Solitamente io monto tutto con la frusta a mano, sia per sparagnare corrente sia perché nella mia mente bacata sono convinta che venga meglio (in effetti, soprattutto gli albumi, hanno bisogno di tempo per incorporare aria, e difficilmente la velocità delle fruste ne concede a sufficienza); questa volta, però, poiché non potevo far aspettare troppo gli ospiti, mi sono piegata allo sbattitore elettrico.
Non fidandomi dell’elettrodomestico del demonio, ho barato e ho aggiunto un pizzico di sale e due gocce di limone, che su Essiccare ho appreso essere la pozione magica per far montare gli albumi; Essiccare, per fortuna, non sbagliava!

A questo punto, la ricetta direbbe di incorporare gli albumi al composto di tuorli, con l’attenzione di un artificiere, per evitare che gli albumi si smontino.
Non fatelo.
Non fatelo mai, neanche quando si tratta di preparare torte o altre pietanze che richiedono i bianchi d’uovo a neve. Fate il contrario.

Con attenzione, ma almeno concedendovi di respirare, e gradatamente, incorporate il comporto di tuorli agli albumi: è molto più sicuro, per l’incolumità dei bianchi, e semplice. Naturalmente, per riuscirci avrete dovuto darmi retta e aver montato gli albumi in un ciotola più capace del necessario.

Sarà il caso di aggiungere anche uvetta e pinoli; meglio sarebbe unirli al composto di tuorli, ma, se ve li siete dimenticati (come io ho fatto), arrivati a questo punto, siete ancora in tempo.

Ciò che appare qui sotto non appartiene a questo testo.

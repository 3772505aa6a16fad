//! # Host loop
//!
//! [`EventLoop`] is a single-threaded, cooperative implementation of
//! [`sprig_core::Host`]. It keeps one task queue and one continuation queue per
//! priority, a timer list, an idle queue and a microtask queue, and drives
//! local futures on a `futures` [`LocalPool`](futures::executor::LocalPool).
//!
//! ```rust,ignore
//! use sprig_core::prelude::*;
//! use sprig_platform::{EventLoop, HostCapabilities};
//!
//! let event_loop = EventLoop::new(HostCapabilities::all());
//! let engine = Engine::new(event_loop.clone(), EngineOptions::default());
//! let container = engine.create_container();
//! let _root = engine.mount(element("p").child("hello"), container)?;
//! event_loop.block_on(engine.wait_for_update());
//! assert_eq!(engine.host_tree().to_html(container), "<p>hello<!----></p><!---->");
//! ```
//!
//! Capabilities can be switched off one by one to see how the scheduler
//! behaves on a poorer host, and [`TestClock`] makes time-slicing
//! deterministic.

pub mod clock;
pub mod event_loop;

pub use clock::*;
pub use event_loop::*;
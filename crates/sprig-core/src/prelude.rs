pub use crate::binding::{
    Binding, Component, ComponentFn, Directive, Element, resolve_binding, element,
};
pub use crate::block::{BlockFlags, BlockId, Renderable};
pub use crate::effect::{CommitPhase, Effect, effect_fn};
pub use crate::engine::{Engine, EngineOptions, Root};
pub use crate::error::{Error, Result};
pub use crate::hooks::{Cleanup, RenderContext, StateSetter};
pub use crate::host::{EventContinuity, Host, Job};
pub use crate::list::{List, list};
pub use crate::part::Part;
pub use crate::priority::TaskPriority;
pub use crate::scheduler::{Scheduler, SchedulerOptions, Task};
pub use crate::tree::{HostTree, NodeId};
pub use crate::updater::{Updater, WaitForUpdate};
pub use crate::value::{Key, Value};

Non appena tutti gli ingredienti saranno amalgamati, fate sciogliere un pezzo generoso di burro in una padella.
Il Kaiserschmarren dev’essere spesso (altrimenti non sarebbe servito rompersi i coglioni con gli albumi a neve), quindi non tirate fuori il padellone di Camogli. Una padella normale, da 26/28 centimetri di diametro dovrebbe fare al caso nostro. La quantità di burro dev’essere commisurata. Non fate i taccagni, non fate i salutisti e non fate metà burro e metà olio, ché non funziona sempre.

Se avete un complice, potete fargli mettere su la padella in lieve anticipo, mentre voi finite di amalgamare il composto, in modo da poterlo versare subito nel burro caldo sfrigolante (ma non friggente e fumante!). Non affidate l’amalgama ad altri: è comunque un’operazione delicata, che potrebbe andare storta: non è il caso di creare cause di attrito in famiglia per una frittata.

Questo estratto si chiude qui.